#### [About this task]
The answer must consist of the listing, reproduced exactly.

[[ Dataset records open ]]

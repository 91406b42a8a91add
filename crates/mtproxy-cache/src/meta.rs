//! Shard addressing and the `.meta` line format.
//!
//! Grounded in `cache_handler.py`: shard name is `sha256_hex(kind_label "#"
//! name)`; `.meta` is a line-oriented, tab-separated table of five fields
//! per entry. The short id is the smallest 16-bit value (rendered as four
//! lowercase hex digits) not already used within the shard.

use std::collections::HashSet;

use sha2::{Digest, Sha256};

use crate::errors::{CacheError, Result};

#[derive(Debug, Clone, Copy, PartialEq, Eq, Hash)]
pub enum CacheKind {
    WebFile,
    Certificate,
}

impl CacheKind {
    pub fn label(self) -> &'static str {
        match self {
            CacheKind::WebFile => "WebFile",
            CacheKind::Certificate => "Certificate",
        }
    }

    fn numeric(self) -> u8 {
        match self {
            CacheKind::WebFile => 1,
            CacheKind::Certificate => 2,
        }
    }

    fn from_numeric(n: u8) -> Option<Self> {
        match n {
            1 => Some(CacheKind::WebFile),
            2 => Some(CacheKind::Certificate),
            _ => None,
        }
    }
}

/// `sha256_hex(kind_label + "#" + name)`, the shard directory name.
pub fn shard_key(kind: CacheKind, name: &str) -> String {
    let mut hasher = Sha256::new();
    hasher.update(kind.label().as_bytes());
    hasher.update(b"#");
    hasher.update(name.as_bytes());
    hex::encode(hasher.finalize())
}

#[derive(Debug, Clone, PartialEq, Eq)]
pub struct MetaRecord {
    pub id: u16,
    pub kind: CacheKind,
    pub name: String,
    pub last_hit: u64,
    pub size: u64,
}

impl MetaRecord {
    pub fn id_hex(&self) -> String {
        format!("{:04x}", self.id)
    }
}

/// Parses the `.meta` file contents. Blank lines are ignored; anything else
/// that isn't a well-formed five-field tab-separated line is an error so a
/// corrupted shard fails loudly rather than silently dropping entries.
pub fn parse_meta(shard: &str, text: &str) -> Result<Vec<MetaRecord>> {
    let mut records = Vec::new();
    for line in text.lines() {
        if line.trim().is_empty() {
            continue;
        }
        let fields: Vec<&str> = line.split('\t').collect();
        if fields.len() != 5 {
            return Err(CacheError::MalformedMeta {
                shard: shard.to_string(),
                line: line.to_string(),
            });
        }
        let malformed = || CacheError::MalformedMeta {
            shard: shard.to_string(),
            line: line.to_string(),
        };
        let id = u16::from_str_radix(fields[0], 16).map_err(|_| malformed())?;
        let kind_numeric: u8 = fields[1].parse().map_err(|_| malformed())?;
        let kind = CacheKind::from_numeric(kind_numeric).ok_or_else(malformed)?;
        let last_hit: u64 = fields[3].parse().map_err(|_| malformed())?;
        let size: u64 = fields[4].parse().map_err(|_| malformed())?;
        records.push(MetaRecord {
            id,
            kind,
            name: fields[2].to_string(),
            last_hit,
            size,
        });
    }
    Ok(records)
}

pub fn serialize_meta(records: &[MetaRecord]) -> String {
    records
        .iter()
        .map(|r| {
            format!(
                "{}\t{}\t{}\t{}\t{}",
                r.id_hex(),
                r.kind.numeric(),
                r.name,
                r.last_hit,
                r.size
            )
        })
        .collect::<Vec<_>>()
        .join("\n")
}

/// Smallest unused 16-bit id in the shard. 65535 entries per shard is a
/// hard cap, not a soft one — the source's "64-bit" framing was
/// aspirational but only ever used two id bytes.
pub fn next_available_id(shard: &str, records: &[MetaRecord]) -> Result<u16> {
    let used: HashSet<u16> = records.iter().map(|r| r.id).collect();
    (0u32..=u16::MAX as u32)
        .map(|i| i as u16)
        .find(|id| !used.contains(id))
        .ok_or_else(|| CacheError::ShardFull {
            shard: shard.to_string(),
        })
}

#[cfg(test)]
mod test {
    use super::*;

    #[test]
    fn shard_key_matches_sha256_of_label_hash_name() {
        let expected = {
            let mut hasher = Sha256::new();
            hasher.update(b"WebFile#http://example.com/x");
            hex::encode(hasher.finalize())
        };
        assert_eq!(
            shard_key(CacheKind::WebFile, "http://example.com/x"),
            expected
        );
    }

    #[test]
    fn round_trips_through_serialize_and_parse() {
        let records = vec![
            MetaRecord {
                id: 0,
                kind: CacheKind::WebFile,
                name: "a".to_string(),
                last_hit: 100,
                size: 10,
            },
            MetaRecord {
                id: 1,
                kind: CacheKind::Certificate,
                name: "example.com:example.com,*.example.com".to_string(),
                last_hit: 200,
                size: 20,
            },
        ];
        let text = serialize_meta(&records);
        let parsed = parse_meta("shard", &text).unwrap();
        assert_eq!(parsed, records);
    }

    #[test]
    fn blank_lines_are_ignored() {
        let parsed = parse_meta("shard", "\n\n0000\t1\tname\t1\t2\n\n").unwrap();
        assert_eq!(parsed.len(), 1);
    }

    #[test]
    fn malformed_line_is_an_error() {
        assert!(parse_meta("shard", "not-enough-fields\t1").is_err());
    }

    #[test]
    fn next_available_id_picks_smallest_gap() {
        let records: Vec<MetaRecord> = (0u16..3)
            .map(|id| MetaRecord {
                id,
                kind: CacheKind::WebFile,
                name: format!("{id}"),
                last_hit: 0,
                size: 0,
            })
            .collect();
        assert_eq!(next_available_id("shard", &records).unwrap(), 3);
    }

    #[test]
    fn next_available_id_reuses_freed_slot() {
        let records = vec![MetaRecord {
            id: 0,
            kind: CacheKind::WebFile,
            name: "a".to_string(),
            last_hit: 0,
            size: 0,
        }];
        assert_eq!(next_available_id("shard", &records).unwrap(), 1);
    }
}
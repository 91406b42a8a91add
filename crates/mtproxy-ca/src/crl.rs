//! Certificate Revocation List generation.
//!
//! Grounded in `cert_handler.py`'s `_generate_crl`: an empty CRL (no entries
//! are ever revoked; nothing here revokes a leaf) is (re)written immediately
//! after the root CA is created, valid for a year.

use std::path::Path;
use std::time::Duration;

use rcgen::CertificateRevocationListParams;
use time::OffsetDateTime;

use crate::errors::{CaError, Result};
use crate::root::RootCa;

pub const CRL_VALIDITY: Duration = Duration::from_secs(365 * 24 * 60 * 60);

/// Regenerates the CRL and writes it to `crl_path`. Always empty: the proxy
/// has no revocation workflow, it only needs a CRL endpoint leaves can point
/// to so browsers don't treat an absent distribution point as suspicious.
pub fn regenerate(ca: &RootCa, crl_path: &Path) -> Result<String> {
    let now = OffsetDateTime::now_utc();
    let params = CertificateRevocationListParams {
        this_update: now,
        next_update: now + CRL_VALIDITY,
        crl_number: rcgen::SerialNumber::from(1u64),
        issuing_distribution_point: None,
        revoked_certs: Vec::new(),
        key_identifier_method: rcgen::KeyIdMethod::Sha256,
    };

    let crl = params
        .signed_by(&ca.cert, &ca.key_pair)
        .map_err(CaError::CertBuild)?;
    let pem = crl.pem().map_err(CaError::CertBuild)?;

    if let Some(parent) = crl_path.parent() {
        std::fs::create_dir_all(parent).map_err(|source| CaError::Io {
            path: parent.to_path_buf(),
            source,
        })?;
    }
    std::fs::write(crl_path, pem.as_bytes()).map_err(|source| CaError::Io {
        path: crl_path.to_path_buf(),
        source,
    })?;

    Ok(pem)
}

[[ Dataset records closed ]]

#### [Result]
repository 91406b42a8a91add
filename crates/mtproxy-cache/src/meta.rs
//! Shard addressing and the `.meta` line format.
//!
//! Grounded in `cache_handler.py`: shard name is `sha256_hex(kind_label "#"
//! name)`; `.meta` is a line-oriented, tab-separated table of five fields
//! per entry. The short id is the smallest 16-bit value (rendered as four
//! lowercase hex digits) not already used within the shard.

use std::collections::HashSet;

use sha2::{Digest, Sha256};

use crate::errors::{CacheError, Result};

#[derive(Debug, Clone, Copy, PartialEq, Eq, Hash)]
pub enum CacheKind {
    WebFile,
    Certificate,
}

impl CacheKind {
    pub fn label(self) -> &'static str {
        match self {
            CacheKind::WebFile => "WebFile",
            CacheKind::Certificate => "Certificate",
        }
    }

    fn numeric(self) -> u8 {
        match self {
            CacheKind::WebFile => 1,
            CacheKind::Certificate => 2,
        }
    }

    fn from_numeric(n: u8) -> Option<Self> {
        match n {
            1 => Some(CacheKind::WebFile),
            2 => Some(CacheKind::Certificate),
            _ => None,
        }
    }
}

/// `sha256_hex(kind_label + "#" + name)`, the shard directory name.
pub fn shard_key(kind: CacheKind, name: &str) -> String {
    let mut hasher = Sha256::new();
    hasher.update(kind.label().as_bytes());
    hasher.update(b"#");
    hasher.update(name.as_bytes());
    hex::encode(hasher.finalize())
}

#[derive(Debug, Clone, PartialEq, Eq)]
pub struct MetaRecord {
    pub id: u16,
    pub kind: CacheKind,
    pub name: String,
    pub last_hit: u64,
    pub size: u64,
}

impl MetaRecord {
    pub fn id_hex(&self) -> String {
        format!("{:04x}", self.id)
    }
}

/// Parses the `.meta` file contents. Blank lines are ignored; anything else
/// that isn't a well-formed five-field tab-separated line is an error so a
/// corrupted shard fails loudly rather than silently dropping entries.
pub fn parse_meta(shard: &str, text: &str) -> Result<Vec<MetaRecord>> {
    let mut records = Vec::new();
    for line in text.lines() {
        if line.trim().is_empty() {
            continue;
        }
        let fields: Vec<&str> = line.split('\t').collect();
        if fields.len() != 5 {
            return Err(CacheError::MalformedMeta {
                shard: shard.to_string(),
                line: line.to_string(),
            });
        }
        let malformed = || CacheError::MalformedMeta {
            shard: shard.to_string(),
            line: line.to_string(),
        };
        let id = u16::from_str_radix(fields[0], 16).map_err(|_| malformed())?;
        let kind_numeric: u8 = fields[1].parse().map_err(|_| malformed())?;
        let kind = CacheKind::from_numeric(kind_numeric).ok_or_else(malformed)?;
        let last_hit: u64 = fields[3].parse().map_err(|_| malformed())?;
        let size: u64 = fields[4].parse().map_err(|_| malformed())?;
        records.push(MetaRecord {
            id,
            kind,
            name: fields[2].to_string(),
            last_hit,
            size,
        });
    }
    Ok(records)
}

pub fn serialize_meta(records: &[MetaRecord]) -> String {
    records
        .iter()
        .map(|r| {
            format!(
                "{}\t{}\t{}\t{}\t{}",
                r.id_hex(),
                r.kind.numeric(),
                r.name,
                r.last_hit,
                r.size
            )
        })
        .collect::<Vec<_>>()
        .join("\n")
}

/// Smallest unused 16-bit id in the shard. 65535 entries per shard is a
/// hard cap, not a soft one — the source's "64-bit" framing was
/// aspirational but only ever used two id bytes.
pub fn next_available_id(shard: &str, records: &[MetaRecord]) -> Result<u16> {
    let used: HashSet<u16> = records.iter().map(|r| r.id).collect();
    (0u32..=u16::MAX as u32)
        .map(|i| i as u16)
        .find(|id| !used.contains(id))
        .ok_or_else(|| CacheError::ShardFull {
            shard: shard.to_string(),
        })
}

#[cfg(test)]
mod test {
    use super::*;

    #[test]
    fn shard_key_matches_sha256_of_label_hash_name() {
        let expected = {
            let mut hasher = Sha256::new();
            hasher.update(b"WebFile#http://example.com/x");
            hex::encode(hasher.finalize())
        };
        assert_eq!(
            shard_key(CacheKind::WebFile, "http://example.com/x"),
            expected
        );
    }

    #[test]
    fn round_trips_through_serialize_and_parse() {
        let records = vec![
            MetaRecord {
                id: 0,
                kind: CacheKind::WebFile,
                name: "a".to_string(),
                last_hit: 100,
                size: 10,
            },
            MetaRecord {
                id: 1,
                kind: CacheKind::Certificate,
                name: "example.com:example.com,*.example.com".to_string(),
                last_hit: 200,
                size: 20,
            },
        ];
        let text = serialize_meta(&records);
        let parsed = parse_meta("shard", &text).unwrap();
        assert_eq!(parsed, records);
    }

    #[test]
    fn blank_lines_are_ignored() {
        let parsed = parse_meta("shard", "\n\n0000\t1\tname\t1\t2\n\n").unwrap();
        assert_eq!(parsed.len(), 1);
    }

    #[test]
    fn malformed_line_is_an_error() {
        assert!(parse_meta("shard", "not-enough-fields\t1").is_err());
    }

    #[test]
    fn next_available_id_picks_smallest_gap() {
        let records: Vec<MetaRecord> = (0u16..3)
            .map(|id| MetaRecord {
                id,
                kind: CacheKind::WebFile,
                name: format!("{id}"),
                last_hit: 0,
                size: 0,
            })
            .collect();
        assert_eq!(next_available_id("shard", &records).unwrap(), 3);
    }

    #[test]
    fn next_available_id_reuses_freed_slot() {
        let records = vec![MetaRecord {
            id: 0,
            kind: CacheKind::WebFile,
            name: "a".to_string(),
            last_hit: 0,
            size: 0,
        }];
        assert_eq!(next_available_id("shard", &records).unwrap(), 1);
    }
}
repository 91406b42a8a91add
filename crates/mtproxy-ca/src/crl.rs
//! Certificate Revocation List generation.
//!
//! Grounded in `cert_handler.py`'s `_generate_crl`: an empty CRL (no entries
//! are ever revoked; nothing here revokes a leaf) is (re)written immediately
//! after the root CA is created, valid for a year.

use std::path::Path;
use std::time::Duration;

use rcgen::CertificateRevocationListParams;
use time::OffsetDateTime;

use crate::errors::{CaError, Result};
use crate::root::RootCa;

pub const CRL_VALIDITY: Duration = Duration::from_secs(365 * 24 * 60 * 60);

/// Regenerates the CRL and writes it to `crl_path`. Always empty: the proxy
/// has no revocation workflow, it only needs a CRL endpoint leaves can point
/// to so browsers don't treat an absent distribution point as suspicious.
pub fn regenerate(ca: &RootCa, crl_path: &Path) -> Result<String> {
    let now = OffsetDateTime::now_utc();
    let params = CertificateRevocationListParams {
        this_update: now,
        next_update: now + CRL_VALIDITY,
        crl_number: rcgen::SerialNumber::from(1u64),
        issuing_distribution_point: None,
        revoked_certs: Vec::new(),
        key_identifier_method: rcgen::KeyIdMethod::Sha256,
    };

    let crl = params
        .signed_by(&ca.cert, &ca.key_pair)
        .map_err(CaError::CertBuild)?;
    let pem = crl.pem().map_err(CaError::CertBuild)?;

    if let Some(parent) = crl_path.parent() {
        std::fs::create_dir_all(parent).map_err(|source| CaError::Io {
            path: parent.to_path_buf(),
            source,
        })?;
    }
    std::fs::write(crl_path, pem.as_bytes()).map_err(|source| CaError::Io {
        path: crl_path.to_path_buf(),
        source,
    })?;

    Ok(pem)
}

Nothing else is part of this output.